(Data for this exercise Opens)

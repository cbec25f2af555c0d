//! Package definitions: where they come from and the validated `INFO` metadata.

mod parse;

use std::collections::BTreeSet;
use std::fs;
use std::io;
use std::path::{Path, PathBuf};

use serde::{Deserialize, Serialize};
use thiserror::Error;

pub use parse::parse_info;

use crate::arch::Arch;
use crate::consts::DEFINITION_FILE;

/// Immutable package metadata parsed from a definition's `INFO` table.
#[derive(Debug, Clone, PartialEq, Eq, Serialize, Deserialize)]
pub struct PackageDefinition {
  pub name: String,
  pub description: Option<String>,
  pub url: Option<String>,
  pub license: Option<String>,
  pub maintainers: Vec<String>,
  pub dev: bool,
  /// Static version. Mutually exclusive with a `VERSION` hook.
  pub version: Option<String>,
  pub provides: BTreeSet<String>,
  /// Supported architectures in declaration order, without duplicates.
  pub arch: Vec<Arch>,
  pub dependencies: Vec<String>,
  pub build_dependencies: Vec<String>,
  pub optional_dependencies: Vec<String>,
  pub conflicts: Vec<String>,
  pub replaces: Vec<String>,
}

impl PackageDefinition {
  pub fn new(name: impl Into<String>) -> Self {
    Self {
      name: name.into(),
      description: None,
      url: None,
      license: None,
      maintainers: Vec::new(),
      dev: false,
      version: None,
      provides: BTreeSet::new(),
      arch: Vec::new(),
      dependencies: Vec::new(),
      build_dependencies: Vec::new(),
      optional_dependencies: Vec::new(),
      conflicts: Vec::new(),
      replaces: Vec::new(),
    }
  }

  pub fn supports(&self, arch: Arch) -> bool {
    self.arch.contains(&arch)
  }
}

#[derive(Debug, Clone, PartialEq, Eq, Error)]
pub enum DefinitionError {
  #[error("definition does not declare an INFO table")]
  MissingInfo,

  #[error("INFO must be a table, found {0}")]
  InfoNotTable(String),

  #[error("INFO.name is required")]
  MissingName,

  #[error("INFO.name '{0}' is not a valid package name")]
  InvalidName(String),

  #[error("INFO.version '{0}' is not a valid version")]
  InvalidVersion(String),

  #[error("INFO.{field} must be {expected}, found {found}")]
  WrongType {
    field: String,
    expected: &'static str,
    found: String,
  },

  #[error("INFO has an unknown field '{0}'")]
  UnknownField(String),

  #[error("INFO.{field} must be a sequence of strings")]
  NotASequence { field: String },

  #[error("INFO.arch: {0}")]
  UnknownArch(String),

  #[error("INFO.arch is empty")]
  NoArch,

  #[error("host architecture '{0}' is not supported; declare INFO.arch explicitly")]
  UnsupportedHost(String),

  #[error("global {hook} must be a function, found {found}")]
  HookNotFunction { hook: &'static str, found: String },

  #[error("INFO.version and a VERSION hook are mutually exclusive")]
  VersionConflict,

  #[error("{package} does not support architecture {requested} (declared: {declared})")]
  ArchNotDeclared {
    package: String,
    requested: Arch,
    declared: String,
  },

  #[error("{0} did not resolve a version before PREPARE")]
  VersionRequired(String),

  #[error("failed to read INFO: {0}")]
  Malformed(String),
}

/// Versions are embedded in record file names, so path separators, `..` and
/// a leading dot are refused along with anything outside the usual
/// `[A-Za-z0-9._+~:-]` version alphabet.
pub fn is_valid_version(version: &str) -> bool {
  !version.is_empty()
    && !version.starts_with('.')
    && !version.contains("..")
    && version
      .chars()
      .all(|c| c.is_ascii_alphanumeric() || matches!(c, '.' | '_' | '+' | '~' | ':' | '-'))
}

/// Source text of one definition plus where it came from.
#[derive(Debug, Clone, PartialEq, Eq)]
pub struct DefinitionSource {
  origin: String,
  text: String,
  dir: Option<PathBuf>,
}

impl DefinitionSource {
  pub fn from_text(origin: impl Into<String>, text: impl Into<String>) -> Self {
    Self {
      origin: origin.into(),
      text: text.into(),
      dir: None,
    }
  }

  /// Reads a `buildpkg.lua` file, or the one inside a directory.
  pub fn from_path(path: &Path) -> io::Result<Self> {
    let file = if path.is_dir() {
      path.join(DEFINITION_FILE)
    } else {
      path.to_path_buf()
    };
    let file = dunce::canonicalize(&file)?;
    let text = fs::read_to_string(&file)?;
    Ok(Self {
      origin: file.display().to_string(),
      dir: file.parent().map(Path::to_path_buf),
      text,
    })
  }

  pub fn origin(&self) -> &str {
    &self.origin
  }

  pub fn text(&self) -> &str {
    &self.text
  }

  /// Directory holding the definition file, when it was read from disk.
  pub fn dir(&self) -> Option<&Path> {
    self.dir.as_deref()
  }
}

(Data for this exercise Closes)

About this task: Restate the records above verbatim, omitting no line.

Problem solution:
repository cbec25f2af555c0d
//! Package definitions: where they come from and the validated `INFO` metadata.

mod parse;

use std::collections::BTreeSet;
use std::fs;
use std::io;
use std::path::{Path, PathBuf};

use serde::{Deserialize, Serialize};
use thiserror::Error;

pub use parse::parse_info;

use crate::arch::Arch;
use crate::consts::DEFINITION_FILE;

/// Immutable package metadata parsed from a definition's `INFO` table.
#[derive(Debug, Clone, PartialEq, Eq, Serialize, Deserialize)]
pub struct PackageDefinition {
  pub name: String,
  pub description: Option<String>,
  pub url: Option<String>,
  pub license: Option<String>,
  pub maintainers: Vec<String>,
  pub dev: bool,
  /// Static version. Mutually exclusive with a `VERSION` hook.
  pub version: Option<String>,
  pub provides: BTreeSet<String>,
  /// Supported architectures in declaration order, without duplicates.
  pub arch: Vec<Arch>,
  pub dependencies: Vec<String>,
  pub build_dependencies: Vec<String>,
  pub optional_dependencies: Vec<String>,
  pub conflicts: Vec<String>,
  pub replaces: Vec<String>,
}

impl PackageDefinition {
  pub fn new(name: impl Into<String>) -> Self {
    Self {
      name: name.into(),
      description: None,
      url: None,
      license: None,
      maintainers: Vec::new(),
      dev: false,
      version: None,
      provides: BTreeSet::new(),
      arch: Vec::new(),
      dependencies: Vec::new(),
      build_dependencies: Vec::new(),
      optional_dependencies: Vec::new(),
      conflicts: Vec::new(),
      replaces: Vec::new(),
    }
  }

  pub fn supports(&self, arch: Arch) -> bool {
    self.arch.contains(&arch)
  }
}

#[derive(Debug, Clone, PartialEq, Eq, Error)]
pub enum DefinitionError {
  #[error("definition does not declare an INFO table")]
  MissingInfo,

  #[error("INFO must be a table, found {0}")]
  InfoNotTable(String),

  #[error("INFO.name is required")]
  MissingName,

  #[error("INFO.name '{0}' is not a valid package name")]
  InvalidName(String),

  #[error("INFO.version '{0}' is not a valid version")]
  InvalidVersion(String),

  #[error("INFO.{field} must be {expected}, found {found}")]
  WrongType {
    field: String,
    expected: &'static str,
    found: String,
  },

  #[error("INFO has an unknown field '{0}'")]
  UnknownField(String),

  #[error("INFO.{field} must be a sequence of strings")]
  NotASequence { field: String },

  #[error("INFO.arch: {0}")]
  UnknownArch(String),

  #[error("INFO.arch is empty")]
  NoArch,

  #[error("host architecture '{0}' is not supported; declare INFO.arch explicitly")]
  UnsupportedHost(String),

  #[error("global {hook} must be a function, found {found}")]
  HookNotFunction { hook: &'static str, found: String },

  #[error("INFO.version and a VERSION hook are mutually exclusive")]
  VersionConflict,

  #[error("{package} does not support architecture {requested} (declared: {declared})")]
  ArchNotDeclared {
    package: String,
    requested: Arch,
    declared: String,
  },

  #[error("{0} did not resolve a version before PREPARE")]
  VersionRequired(String),

  #[error("failed to read INFO: {0}")]
  Malformed(String),
}

/// Versions are embedded in record file names, so path separators, `..` and
/// a leading dot are refused along with anything outside the usual
/// `[A-Za-z0-9._+~:-]` version alphabet.
pub fn is_valid_version(version: &str) -> bool {
  !version.is_empty()
    && !version.starts_with('.')
    && !version.contains("..")
    && version
      .chars()
      .all(|c| c.is_ascii_alphanumeric() || matches!(c, '.' | '_' | '+' | '~' | ':' | '-'))
}

/// Source text of one definition plus where it came from.
#[derive(Debug, Clone, PartialEq, Eq)]
pub struct DefinitionSource {
  origin: String,
  text: String,
  dir: Option<PathBuf>,
}

impl DefinitionSource {
  pub fn from_text(origin: impl Into<String>, text: impl Into<String>) -> Self {
    Self {
      origin: origin.into(),
      text: text.into(),
      dir: None,
    }
  }

  /// Reads a `buildpkg.lua` file, or the one inside a directory.
  pub fn from_path(path: &Path) -> io::Result<Self> {
    let file = if path.is_dir() {
      path.join(DEFINITION_FILE)
    } else {
      path.to_path_buf()
    };
    let file = dunce::canonicalize(&file)?;
    let text = fs::read_to_string(&file)?;
    Ok(Self {
      origin: file.display().to_string(),
      dir: file.parent().map(Path::to_path_buf),
      text,
    })
  }

  pub fn origin(&self) -> &str {
    &self.origin
  }

  pub fn text(&self) -> &str {
    &self.text
  }

  /// Directory holding the definition file, when it was read from disk.
  pub fn dir(&self) -> Option<&Path> {
    self.dir.as_deref()
  }
}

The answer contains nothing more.